Since the very beginning of the public conversation around 5G — the latest-generation broadband cell network boasting super fast speeds — security issues have been front and center. Most notably, back in 2019, the U.S. and several other countries announced they would ban companies from using components manufactured by China-based company Huawei in their 5G networks. Canada followed suit with a similar ban this year. The basic concern involved an allegation that the company was embedding its tech with security holes that the Chinese government could exploit for espionage or theft of intellectual property. Given these concerns, the subject of Assistant Professor Junaid Farooq's latest project might sound a little surprising. Over the next year, he and an interdisciplinary team of researchers from NYU, Colorado State University and the University of Illinois Urbana-Champaign are aiming to build a system that would allow the U.S. military to use regular commercial 5G networks for sensitive communications.
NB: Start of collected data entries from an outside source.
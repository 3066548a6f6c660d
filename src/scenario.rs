// Replay host: drives a page against the in-memory browser from a JSON script.

use std::collections::HashMap;
use std::fs;
use std::path::Path;

use log::{info, warn};
use serde::Deserialize;

use crate::browser::{BookmarkNode, MoveProperties, TabSubsystem};
use crate::errors::ScenarioError;
use crate::modules::layout::HitTest;
use crate::modules::memory_browser::InMemoryBrowser;
use crate::modules::render_tree::NodeHandle;
use crate::modules::options;
use crate::modules::router::{Dispatch, PageEvent, TabChange};
use crate::page::{NewTabPage, RowAction};
use crate::settings::{MemorySettingsStore, Settings, SettingsStore};
use crate::state::{TabEntry, TabId, WindowId};

#[derive(Debug, Clone, Deserialize)]
#[serde(rename_all = "camelCase")]
pub struct Scenario {
    #[serde(default)]
    pub settings: Settings,
    #[serde(default)]
    pub current_window: Option<WindowId>,
    /// Tab hosting the page.
    #[serde(default)]
    pub page_tab: Option<TabId>,
    /// Initial tabs; order within a window sets their index.
    pub tabs: Vec<TabEntry>,
    /// Bookmark folder id -> children.
    #[serde(default)]
    pub bookmarks: HashMap<String, Vec<BookmarkNode>>,
    #[serde(default)]
    pub steps: Vec<Step>,
}

#[derive(Debug, Clone, Deserialize)]
#[serde(tag = "step", rename_all = "camelCase", rename_all_fields = "camelCase")]
pub enum Step {
    /// Click a row button.
    Row { tab_id: TabId, action: RowAction },
    /// Drag a row and drop it over another row, or past the end of the list.
    Drag { tab_id: TabId, onto_tab_id: Option<TabId> },
    /// Deliver a raw browser notification.
    Event { event: PageEvent },
    ExternalCreate { window_id: WindowId, index: usize, title: String, url: String },
    ExternalRemove { tab_id: TabId },
    ExternalUpdate { tab_id: TabId, change: TabChange },
    ExternalMove { tab_id: TabId, window_id: WindowId, index: usize },
    /// Click a checkbox on the options page.
    SetOption { checkbox: String, checked: bool },
    OpenBookmark { bookmark_id: String },
}

pub fn load(path: impl AsRef<Path>) -> Result<Scenario, ScenarioError> {
    let content = fs::read_to_string(path)?;
    Ok(serde_json::from_str(&content)?)
}

pub fn build_browser(scenario: &Scenario) -> InMemoryBrowser {
    let mut browser = InMemoryBrowser::new();
    for tab in &scenario.tabs {
        browser.push_tab(tab.clone());
    }
    for (folder_id, nodes) in &scenario.bookmarks {
        browser.add_bookmarks(folder_id, nodes.clone());
    }
    let current_window = scenario
        .current_window
        .or_else(|| scenario.tabs.first().map(|t| t.window_id));
    if let Some(window_id) = current_window {
        browser.set_current(window_id, scenario.page_tab);
    }
    browser
}

/// Runs every step, reloading the page whenever it asks to. Returns the final page.
pub fn run(scenario: &Scenario) -> Result<NewTabPage<InMemoryBrowser>, ScenarioError> {
    let mut store = MemorySettingsStore::new(scenario.settings.clone());
    let mut page = NewTabPage::load(build_browser(scenario), &store);

    for (n, step) in scenario.steps.iter().enumerate() {
        info!("[Scenario] Step {}: {:?}", n + 1, step);
        let mut outcome = apply_step(&mut page, &mut store, step)?;
        if outcome != Dispatch::ReloadPage {
            outcome = page.pump();
        }
        if outcome == Dispatch::ReloadPage {
            page = page.reload(&store);
        }
    }
    Ok(page)
}

fn row_of(page: &NewTabPage<InMemoryBrowser>, tab_id: TabId) -> Result<NodeHandle, ScenarioError> {
    page.row_for_tab(tab_id).ok_or(ScenarioError::UnknownTab(tab_id))
}

fn apply_step(
    page: &mut NewTabPage<InMemoryBrowser>,
    store: &mut MemorySettingsStore,
    step: &Step,
) -> Result<Dispatch, ScenarioError> {
    match step {
        Step::Row { tab_id, action } => {
            let row = row_of(page, *tab_id)?;
            if let Err(e) = page.row_action(row, *action) {
                warn!("[Scenario] {:?} on tab {} refused: {}", action, tab_id, e);
            }
        }
        Step::Drag { tab_id, onto_tab_id } => {
            let row = row_of(page, *tab_id)?;
            let onto = onto_tab_id.map(|id| row_of(page, id)).transpose()?;
            let (start_y, drop_y) = {
                let layout = page.layout();
                let start_y = layout.row_top(row).unwrap_or_default() + layout.row_height() / 2.0;
                // a few pixels into the target row once the margin probe is applied
                let drop_y = match onto {
                    Some(onto) => layout.row_top(onto).unwrap_or_default() - layout.row_margin() + 2.0,
                    None => {
                        let last = page.state().tree.groups().iter().rev().find_map(|g| {
                            g.children().iter().rev().find_map(|h| layout.row_top(*h))
                        });
                        last.unwrap_or_default() + layout.row_height() + 2.0
                    }
                };
                (start_y, drop_y)
            };
            page.drag_start(row, start_y);
            if let Err(e) = page.drop(1.0, drop_y) {
                warn!("[Scenario] Drop of tab {} aborted: {}", tab_id, e);
            }
        }
        Step::Event { event } => return Ok(page.handle(event)),
        Step::ExternalCreate { window_id, index, title, url } => {
            page.browser_mut().external_create(*window_id, *index, title, url);
        }
        Step::ExternalRemove { tab_id } => page.browser_mut().external_remove(*tab_id),
        Step::ExternalUpdate { tab_id, change } => page.browser_mut().external_update(*tab_id, change.clone()),
        Step::ExternalMove { tab_id, window_id, index } => page.browser_mut().move_tab(
            *tab_id,
            MoveProperties {
                index: *index,
                window_id: *window_id,
            },
        ),
        Step::SetOption { checkbox, checked } => {
            if let Err(e) = options::save_checkbox(store, checkbox, *checked) {
                warn!("[Scenario] {}", e);
            }
            if store.take_change() {
                return Ok(page.handle(&PageEvent::StorageChanged));
            }
        }
        Step::OpenBookmark { bookmark_id } => {
            page.open_bookmark(bookmark_id);
        }
    }
    Ok(Dispatch::Handled)
}
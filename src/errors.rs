// Error types shared across the page.
// Most mirror failures are silent no-ops; these cover the cases a caller can act on.

use thiserror::Error;

use crate::state::TabId;

/// Errors raised when a discard request cannot be issued.
#[derive(Debug, Error, PartialEq, Eq)]
pub enum DiscardError {
    /// A discard is still waiting for its result; only one may be in flight.
    #[error("discard of tab {pending} still in flight, refusing to discard tab {requested}")]
    AlreadyPending { pending: TabId, requested: TabId },
    /// The browser has no discard support.
    #[error("tab discarding is not supported by this browser")]
    Unsupported,
}

/// Reasons a drop does not produce a move request.
#[derive(Debug, Error, PartialEq, Eq)]
pub enum DropError {
    #[error("drop received without a drag in progress")]
    NotDragging,
    /// The element under the pointer carries no usable tab index.
    #[error("no tab index under the drop point")]
    UnparseableIndex,
    #[error("no window found under the drop point")]
    NoTargetWindow,
}

/// Errors from reading or writing the settings record.
#[derive(Debug, Error)]
pub enum SettingsError {
    #[error("settings I/O failed: {0}")]
    Io(#[from] std::io::Error),
    #[error("settings record is malformed: {0}")]
    Parse(#[from] serde_json::Error),
    #[error("unknown option: {0}")]
    UnknownOption(String),
}

/// Errors from loading a replay scenario.
#[derive(Debug, Error)]
pub enum ScenarioError {
    #[error("failed to read scenario: {0}")]
    Io(#[from] std::io::Error),
    #[error("failed to parse scenario: {0}")]
    Parse(#[from] serde_json::Error),
    #[error("scenario refers to unknown tab {0}")]
    UnknownTab(TabId),
}
// Shared state structs for the page.
// AppState is owned by the page and handed to the router and sync engine by &mut;
// everything runs on one event queue so nothing here is locked.

use serde::{Deserialize, Serialize};
use url::Url;

use crate::modules::registry::{DiscardState, TabRegistry};
use crate::modules::render_tree::RenderTree;
use crate::settings::Settings;

pub type TabId = i64;
pub type WindowId = i64;

/// URL of the browser's new-tab placeholder. Rows for it are kept but hidden.
pub const NEW_TAB_URL: &str = "chrome://newtab/";

/// One open tab as reported by the browser.
#[derive(Clone, Serialize, Deserialize, Debug, PartialEq)]
#[serde(rename_all = "camelCase")]
pub struct TabEntry {
    pub id: TabId,
    pub window_id: WindowId,
    /// Position within the window. Only the browser is authoritative for it.
    pub index: usize,
    #[serde(default)]
    pub title: String,
    #[serde(default)]
    pub url: String,
    #[serde(default, rename = "favIconUrl")]
    pub favicon_url: Option<String>,
    #[serde(default, rename = "audible")]
    pub is_audible: bool,
    #[serde(default, rename = "discarded")]
    pub is_discarded: bool,
    #[serde(default)]
    pub incognito: bool,
}

impl TabEntry {
    pub fn new(id: TabId, window_id: WindowId, index: usize, title: &str, url: &str) -> Self {
        Self {
            id,
            window_id,
            index,
            title: title.to_string(),
            url: url.to_string(),
            favicon_url: None,
            is_audible: false,
            is_discarded: false,
            incognito: false,
        }
    }

    /// True iff the tab shows the new-tab placeholder.
    pub fn is_hidden(&self) -> bool {
        if self.url == NEW_TAB_URL {
            return true;
        }
        match Url::parse(&self.url) {
            Ok(u) => {
                u.scheme() == "chrome"
                    && u.host_str() == Some("newtab")
                    && (u.path() == "/" || u.path().is_empty())
                    && u.query().is_none()
            }
            Err(_) => false,
        }
    }

    /// True for pages served over https (drives the lock indicator).
    pub fn is_secure(&self) -> bool {
        Url::parse(&self.url)
            .map(|u| u.scheme() == "https")
            .unwrap_or(false)
    }
}

/// State of one page lifetime. Rebuilt from scratch on every reload.
#[derive(Debug)]
pub struct AppState {
    pub settings: Settings,
    /// Window hosting the page; re-resolved on structural events.
    pub current_window_id: Option<WindowId>,
    pub registry: TabRegistry,
    pub tree: RenderTree,
    pub tabs_counter: usize,
    pub counter_label: String,
    pub discard: DiscardState,
}

impl AppState {
    pub fn new(settings: Settings, current_window_id: Option<WindowId>) -> Self {
        Self {
            settings,
            current_window_id,
            registry: TabRegistry::new(),
            tree: RenderTree::new(),
            tabs_counter: 0,
            counter_label: String::new(),
            discard: DiscardState::Idle,
        }
    }

    pub fn show_all_windows(&self) -> bool {
        self.settings.show_all_windows
    }

    /// Whether events for `window_id` concern this page.
    pub fn is_window_of_interest(&self, window_id: WindowId) -> bool {
        self.settings.show_all_windows || self.current_window_id == Some(window_id)
    }
}

#[cfg(test)]
mod tests {
    use super::*;
    use rstest::rstest;

    #[rstest]
    #[case("chrome://newtab/", true)]
    #[case("chrome://newtab", true)]
    #[case("chrome://newtab/?foo=1", false)]
    #[case("chrome://settings/", false)]
    #[case("https://example.com", false)]
    #[case("not a url", false)]
    fn test_hidden_tab_detection(#[case] url: &str, #[case] expected: bool) {
        let tab = TabEntry::new(1, 1, 0, "t", url);
        assert_eq!(tab.is_hidden(), expected);
    }

    #[rstest]
    #[case("https://example.com/", true)]
    #[case("http://example.com/", false)]
    #[case("chrome://newtab/", false)]
    fn test_secure_detection(#[case] url: &str, #[case] expected: bool) {
        let tab = TabEntry::new(1, 1, 0, "t", url);
        assert_eq!(tab.is_secure(), expected);
    }

    #[test]
    fn test_tab_entry_parses_browser_payload() {
        let json = r#"{
            "id": 42, "windowId": 3, "index": 2,
            "title": "Docs", "url": "https://docs.rs/",
            "favIconUrl": "https://docs.rs/favicon.ico",
            "audible": true, "discarded": false
        }"#;
        let tab: TabEntry = serde_json::from_str(json).unwrap();
        assert_eq!(tab.id, 42);
        assert_eq!(tab.window_id, 3);
        assert_eq!(tab.index, 2);
        assert!(tab.is_audible);
        assert!(!tab.incognito);
        assert_eq!(tab.favicon_url.as_deref(), Some("https://docs.rs/favicon.ico"));
    }

    #[test]
    fn test_window_of_interest() {
        let mut state = AppState::new(Settings::default(), Some(1));
        assert!(state.is_window_of_interest(1));
        assert!(!state.is_window_of_interest(2));

        state.settings.show_all_windows = true;
        assert!(state.is_window_of_interest(2));
    }
}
If they’re successful, it could completely change the nature of military communication. Right now, communications typically require private secured tactical networks. But in the real world, there are many situations where military units may be operating in regions where dedicated, trusted communications infrastructure simply isn’t available. What they may have access to, however, is the standard commercial 5G cellular network — the same one you use for calls, texts and checking Instagram. And if Farooq’s team can figure out a way to make that unsecure network function as a secure one, it could give military units new options for communicating when time is of the essence.
It probably goes without saying that this presents some interesting security challenges. “As everything moves to the cloud and these wireless networks, the ecosystem is becoming very complex,” Farooq says. “There are a massive number of devices connected together, and cloud services are very programmable, meaning any service can connect to any other service in any device in any place. The complexity of the interactions is just ballooning.” Farooq says one of the consequences of this complexity is that the old paradigm of security is essentially becoming obsolete. In the old days, you simply put all your users behind a firewall, and once you’d secured your network, you could allow everyone to interact without scrutiny. Now, when you have devices, and even applications on devices, interacting all the time in complex ways, often via the cloud, Farooq says you almost have to assume that everything could be compromised. In this so-called “zero trust” security environment, interactions must be continuously scrutinized and validated to ensure nothing bad is going down on your devices.
Farooq says this zero trust approach could be the key to unlocking 5G’s potential for military communications. The system he and his colleagues are developing will provide visibility into all the interactions that occur when you connect to a 5G network — including which applications might be trying to interact. That will enable a user to identify what kinds of interactions should and shouldn’t be allowed. So, for example, if a cloud application is suddenly trying to access a user’s camera application, the security system could automatically shut it down. Importantly, this approach would allow organizations to “ringfence” particularly sensitive assets — a new security approach that stops applications from interacting in unpermitted ways. Importantly, Farooq says this can stop hackers from probing more deeply into other parts of a network if they are able to gain access via a single vulnerable point.
A second security approach involves machine learning, a branch of artificial intelligence that uses data to generate powerful computer models. Pattern recognition is among the many strengths of machine learning algorithms, and by continuously monitoring a network, an algorithm can develop a sense of what usual network activity looks like. Then, once it’s built a background picture of what “normal” is, Farooq says their tool can shut down “anomalous behavior" that’s red-flagged as out of the ordinary.
The team’s work is being supported by a National Science Foundation Convergence Accelerator grant. As the name suggests, this special NSF program brings together experts working in a variety of disciplines, with a focus on creating commercializable tools that can benefit society. Farooq says this makes it a little different than some of his other grant experiences. “For example, every week, we’re doing training focused on crafting your story and pitching your ideas in a convincing way,” he says. “This makes it a little less of a strict research grant and more like a tech transition grant, where we can leverage existing work and bring it to market.” To that end, the team is also working with Illumio, a San Francisco-based company specializing in zero trust software, to develop the front-end user interface for their security tool.
The team is one of 16 recipients of this round of Convergence Accelerator funding. Each team will spend the next year developing a prototype, with the top five ideas receiving an additional two years of Phase II funding to support commercialization.
Story by Lou Blouin. Farooq’s team includes co-PIs Indrajit Ray, professor of computer science at Colorado State University; Quanyan Zhu, associate professor of electrical and computer engineering at New York University; Casey O’Brien, assistant director, Cyber Defense Education and Training, Information Trust Institute, University of Illinois Urbana-Champaign; and John Westerman, senior engineer, Illumio.